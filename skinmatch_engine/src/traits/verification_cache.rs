use std::{fmt::Display, time::Duration};

use async_trait::async_trait;

use crate::{db_types::Retailer, traits::LiveResult};

/// Cache key for one verification window: a (retailer, SKU, postcode) triple. Requests without a
/// postcode share the `"none"` slot.
#[derive(Debug, Clone, PartialEq, Eq, Hash)]
pub struct CacheKey {
    pub retailer: Retailer,
    pub retailer_sku: String,
    pub postcode: String,
}

impl CacheKey {
    pub fn new(retailer: Retailer, retailer_sku: impl Into<String>, postcode: Option<&str>) -> Self {
        Self {
            retailer,
            retailer_sku: retailer_sku.into(),
            postcode: postcode.unwrap_or("none").to_string(),
        }
    }
}

impl Display for CacheKey {
    fn fmt(&self, f: &mut std::fmt::Formatter<'_>) -> std::fmt::Result {
        write!(f, "live:{}:{}:{}", self.retailer, self.retailer_sku, self.postcode)
    }
}

/// A short-TTL key-value store that avoids redundant live calls within a verification window.
///
/// Concurrent read/write safe. Set-if-absent semantics are not required: concurrent writers for
/// the same key within a window compute equivalent data, so last-writer-wins is acceptable.
#[async_trait]
pub trait VerificationCache: Send + Sync {
    /// Returns the cached result for `key` if present and not expired.
    async fn get(&self, key: &CacheKey) -> Option<LiveResult>;

    /// Stores `value` under `key` for `ttl`.
    async fn put(&self, key: CacheKey, value: LiveResult, ttl: Duration);
}
use std::{sync::Arc, time::Duration};

use actix_web::{dev::Server, http::KeepAlive, middleware::Logger, web, App, HttpServer};
use log::*;
use retail_adapters::{BootsAdapter, RainforestAdapter};
use skinmatch_engine::{
    ingredients::{AliasTable, IngredientNormalizer},
    verification::{AdapterRegistry, LiveVerifier, MemoryCache},
    MatchFlowApi,
    SqliteDatabase,
};

use crate::{
    config::ServerConfig,
    errors::ServerError,
    routes::{health, match_products, products_health},
};

pub async fn run_server(config: ServerConfig) -> Result<(), ServerError> {
    let db = SqliteDatabase::new_with_url(&config.database_url, 25)
        .await
        .map_err(|e| ServerError::InitializeError(e.to_string()))?;
    let srv = create_server_instance(config, db)?;
    srv.await.map_err(|e| ServerError::Unspecified(e.to_string()))
}

pub fn create_server_instance(config: ServerConfig, db: SqliteDatabase) -> Result<Server, ServerError> {
    let api = build_match_api(&config, db);
    // One engine instance for the whole server; workers share it by reference.
    let api_data = web::Data::new(api);
    let srv = HttpServer::new(move || {
        App::new()
            .wrap(Logger::new("%t (%D ms) %s %a %{Host}i %U").log_target("smg::access_log"))
            .app_data(api_data.clone())
            .service(health)
            .service(
                web::scope("/api")
                    .route("/products/match", web::post().to(match_products::<SqliteDatabase>))
                    .route("/products/health", web::get().to(products_health::<SqliteDatabase>)),
            )
    })
    .keep_alive(KeepAlive::Timeout(Duration::from_secs(600)))
    .bind((config.host.as_str(), config.port))?
    .run();
    Ok(srv)
}

/// Wires the engine: normalizer, cache, adapter registry and verifier, all constructed once and
/// owned by the returned API.
fn build_match_api(config: &ServerConfig, db: SqliteDatabase) -> MatchFlowApi<SqliteDatabase> {
    let normalizer = Arc::new(IngredientNormalizer::with_threshold(AliasTable::load(), config.fuzzy_match_threshold));
    let mut registry = AdapterRegistry::new();
    match RainforestAdapter::new(config.rainforest.clone()) {
        Ok(adapter) => registry.register(Arc::new(adapter)),
        Err(e) => warn!("📡 Amazon adapter not registered: {e}"),
    }
    match BootsAdapter::new(config.boots.clone()) {
        Ok(adapter) => registry.register(Arc::new(adapter)),
        Err(e) => warn!("📡 Boots adapter not registered: {e}"),
    }
    info!("📡 {} retailer adapter(s) registered", registry.len());
    let cache = Arc::new(MemoryCache::new());
    let verifier = LiveVerifier::new(db.clone(), cache, Arc::new(registry), config.verify_options());
    MatchFlowApi::new(db, normalizer, verifier, config.match_options())
}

************

Assigned task. From the line containing "fn build_match_api(config: &ServerConfig, db: SqliteDatabase)" to the last line above, repeat every line exactly and nothing else.

Task output.
fn build_match_api(config: &ServerConfig, db: SqliteDatabase) -> MatchFlowApi<SqliteDatabase> {
    let normalizer = Arc::new(IngredientNormalizer::with_threshold(AliasTable::load(), config.fuzzy_match_threshold));
    let mut registry = AdapterRegistry::new();
    match RainforestAdapter::new(config.rainforest.clone()) {
        Ok(adapter) => registry.register(Arc::new(adapter)),
        Err(e) => warn!("📡 Amazon adapter not registered: {e}"),
    }
    match BootsAdapter::new(config.boots.clone()) {
        Ok(adapter) => registry.register(Arc::new(adapter)),
        Err(e) => warn!("📡 Boots adapter not registered: {e}"),
    }
    info!("📡 {} retailer adapter(s) registered", registry.len());
    let cache = Arc::new(MemoryCache::new());
    let verifier = LiveVerifier::new(db.clone(), cache, Arc::new(registry), config.verify_options());
    MatchFlowApi::new(db, normalizer, verifier, config.match_options())
}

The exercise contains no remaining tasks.